English house prices have increased TWICE as fast as income since 2000 with average home in London 'unaffordable' for even Britain's highest earners, damning ONS report reveals
House prices in England have increased twice as fast as income since 2000 with the average home in London 'unaffordable' for even Britain's highest earners.
The damning report from the Office of National Statistics (ONS) astonishingly found that only the richest 10pc of households can afford to buy a home with less than five years of household income in the year to March 2023.
The average annual disposable income was at £35,000 during that period with the average cost of a home in England at £298,000, a ratio of 8.6 the ONS said.
For those in the poorest households, the average priced property in England was equivalent to 18.2 times above average income.
While the price of the average home in the capital was staggeringly deemed to be 'unaffordable' for every income group.
It compared to 5.8 in Wales, 5.6 in Scotland, and 5.0 in Northern Ireland.
ONS says it defines properties costing more than five years of income as 'unaffordable'.
It lays bare the housing crisis gripping the nation as premier Sir Keir Starmer vowed to bulldoze the objections of local people to get hundreds of thousands of new homes built across Britain.
House prices in England have increased twice as fast as income since 2000 with the average home in London 'unaffordable' even for Britain's highest earners
Chris Curtis MP, Co-Chair of the Labour Growth Group and member of the Housing Select Committee, said the figures 'demonstrate the staggering scale of our country's housing crisis and underline the urgency of the task facing this Government to end it'.
'It is quite frankly shameful that house prices have risen at double the rate of household incomes over the past 20 years,' he said.
'To halt this trend we need grow our economy so that rising pay-packets mean it's not just the privileged few who can afford to get on the housing ladder.
'Alongside this we need to be truly radical in reforming the broken planning system and explore innovative solutions to crowd private investment into building more affordable and social housing.'
Sir Kier said on Friday that the UK was being 'held to ransom by blockers and bureaucrats' to unleash a surge in construction.

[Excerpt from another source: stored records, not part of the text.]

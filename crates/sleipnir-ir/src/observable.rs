//! Pauli-string and Hamiltonian observables.

use serde::{Deserialize, Serialize};
use std::fmt;

use crate::matrix::Matrix2;

/// A single-qubit Pauli operator.
#[derive(Debug, Clone, Copy, PartialEq, Eq, Hash, Serialize, Deserialize)]
pub enum Pauli {
    /// Identity.
    I,
    /// Pauli-X.
    X,
    /// Pauli-Y.
    Y,
    /// Pauli-Z.
    Z,
}

impl Pauli {
    /// The 2x2 matrix of this Pauli.
    pub fn matrix(&self) -> Matrix2 {
        match self {
            Pauli::I => Matrix2::identity(),
            Pauli::X => Matrix2::x(),
            Pauli::Y => Matrix2::y(),
            Pauli::Z => Matrix2::z(),
        }
    }

    fn from_char(c: char) -> Option<Self> {
        match c {
            'I' | 'i' => Some(Pauli::I),
            'X' | 'x' => Some(Pauli::X),
            'Y' | 'y' => Some(Pauli::Y),
            'Z' | 'z' => Some(Pauli::Z),
            _ => None,
        }
    }
}

impl fmt::Display for Pauli {
    fn fmt(&self, f: &mut fmt::Formatter<'_>) -> fmt::Result {
        let c = match self {
            Pauli::I => 'I',
            Pauli::X => 'X',
            Pauli::Y => 'Y',
            Pauli::Z => 'Z',
        };
        write!(f, "{c}")
    }
}

/// A tensor product of single-qubit Paulis, one per target qubit.
#[derive(Debug, Clone, PartialEq, Eq, Hash, Serialize, Deserialize)]
pub struct PauliString(Vec<Pauli>);

impl PauliString {
    /// Create from individual Paulis.
    pub fn new(paulis: impl IntoIterator<Item = Pauli>) -> Self {
        Self(paulis.into_iter().collect())
    }

    /// Parse from text such as `"XIZY"`. Returns `None` on any character
    /// outside `IXYZ`.
    pub fn parse(text: &str) -> Option<Self> {
        text.chars()
            .map(Pauli::from_char)
            .collect::<Option<Vec<_>>>()
            .map(Self)
    }

    /// Number of qubits (string length).
    pub fn len(&self) -> usize {
        self.0.len()
    }

    /// Check if the string is empty.
    pub fn is_empty(&self) -> bool {
        self.0.is_empty()
    }

    /// The Pauli at position `index`.
    pub fn pauli(&self, index: usize) -> Option<Pauli> {
        self.0.get(index).copied()
    }

    /// Iterate over the Paulis.
    pub fn iter(&self) -> impl Iterator<Item = Pauli> + '_ {
        self.0.iter().copied()
    }

    /// Check whether every position is the identity.
    pub fn is_identity(&self) -> bool {
        self.0.iter().all(|p| *p == Pauli::I)
    }
}

impl fmt::Display for PauliString {
    fn fmt(&self, f: &mut fmt::Formatter<'_>) -> fmt::Result {
        for p in &self.0 {
            write!(f, "{p}")?;
        }
        Ok(())
    }
}

/// One weighted term of a Hamiltonian: `coefficient · PauliString`.
#[derive(Debug, Clone, PartialEq, Serialize, Deserialize)]
pub struct HamiltonianTerm {
    /// Real coefficient.
    pub coefficient: f64,
    /// The Pauli string the coefficient multiplies.
    pub pauli: PauliString,
}

impl HamiltonianTerm {
    /// Create a term.
    pub fn new(coefficient: f64, pauli: PauliString) -> Self {
        Self { coefficient, pauli }
    }
}

impl fmt::Display for HamiltonianTerm {
    fn fmt(&self, f: &mut fmt::Formatter<'_>) -> fmt::Result {
        write!(f, "{}·{}", self.coefficient, self.pauli)
    }
}

#[cfg(test)]
mod tests {
    use super::*;

    #[test]
    fn test_parse_roundtrip() {
        let ps = PauliString::parse("XIZY").unwrap();
        assert_eq!(ps.len(), 4);
        assert_eq!(ps.pauli(0), Some(Pauli::X));
        assert_eq!(ps.pauli(2), Some(Pauli::Z));
        assert_eq!(format!("{ps}"), "XIZY");
    }

    #[test]
    fn test_parse_rejects_garbage() {
        assert!(PauliString::parse("XQ").is_none());
    }

    #[test]
    fn test_identity_detection() {
        assert!(PauliString::parse("III").unwrap().is_identity());
        assert!(!PauliString::parse("IXI").unwrap().is_identity());
    }

    #[test]
    fn test_hamiltonian_term_display() {
        let term = HamiltonianTerm::new(0.5, PauliString::parse("ZZ").unwrap());
        assert_eq!(format!("{term}"), "0.5·ZZ");
    }
}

Writing in the Times he said that Nimbys were 'suffocating the aspirations of working families and obscuring the future of our country'.
As well as blocking housing he also attacked blocks on vital infrastructure to go with them, including roads, electricity pylons and reservoirs.
The PM sounded a warning to English councils yesterday that he would not be afraid to 'step in' if local leaders 'dodge their responsibilities' in approving plans to build new homes in their region.
The Prime Minister said the UK was being 'held to ransom by blockers and bureaucrats'
Writing in the Times he said that Nimbys were 'suffocating the aspirations of working families and obscuring the future of our country'
'But where local leaders dodge their responsibilities for deciding where and how homes should be built, and needlessly oppose developments that would provide good homes, we won’t be afraid to step in,' he wrote in The Observer.
'More powers, more responsibilities.'
But he is facing kickback from local councils, including those run by Labour, who say a target of 1.5million new homes by 2029 - 300,000 per year - set by Housing Secretary Angela Rayner is 'unrealistic'.
Yvonne Gagen, the Labour leader of West Lancashire Borough Council, told BBC Radio 4's Today programme its target had been upped from 166,000 news homes to 605,000.
'The targets are unrealistic and we will really, really struggle to deliver that,' she said.
'I really do feel that the government should start listening to the vast majority of councils. I feel that we are going to be on a collision course with Labour and it is not just Labour councils, it is Liberal Democrats, it is Conservatives, they have all said them same thing.'
Writing in the Times, Sir Keir said: 'Britain is in the grip of the worst housing crisis in living memory.
Housing Secretary Angela Rayner has vowed to 'streamline' planning rules for new homes in order to thwart local councils and other 'Not In My Back Yard' protests from locals
'For too long, the country has been held to ransom by the blockers and bureaucrats who have stopped the country building, choked off growth and driven prices through the roof.
'They're suffocating the aspirations of working families and obscuring the future of our country. Those days are over...
'Generations before us built the infrastructure the entire nation was proud of — from civic buildings to train stations, hospitals to schools.
'So we will introduce a new golden era of building. That's why we're fast-tracking 150 planning decisions on major infrastructure by the end of parliament, more than double those decided in the previous parliament.
'We'll build the schools, the hospitals, the railways and roads, the towns and villages, that will shape our national landscape for years to come and fuel growth in every region and nation.'
His Deputy Prime Minister and Housing Secretary Angela Rayner has vowed to go to war with Nimbys saying the UK needed to build homes on a scale not seen since the 1950s.
Ms Rayner vowed to 'streamline' planning rules for new homes in order to thwart local councils and other 'Not In My Back Yard' protests from locals.
And she warned that too many people are being priced out of having a family home and that radical action is needed to increase the supply.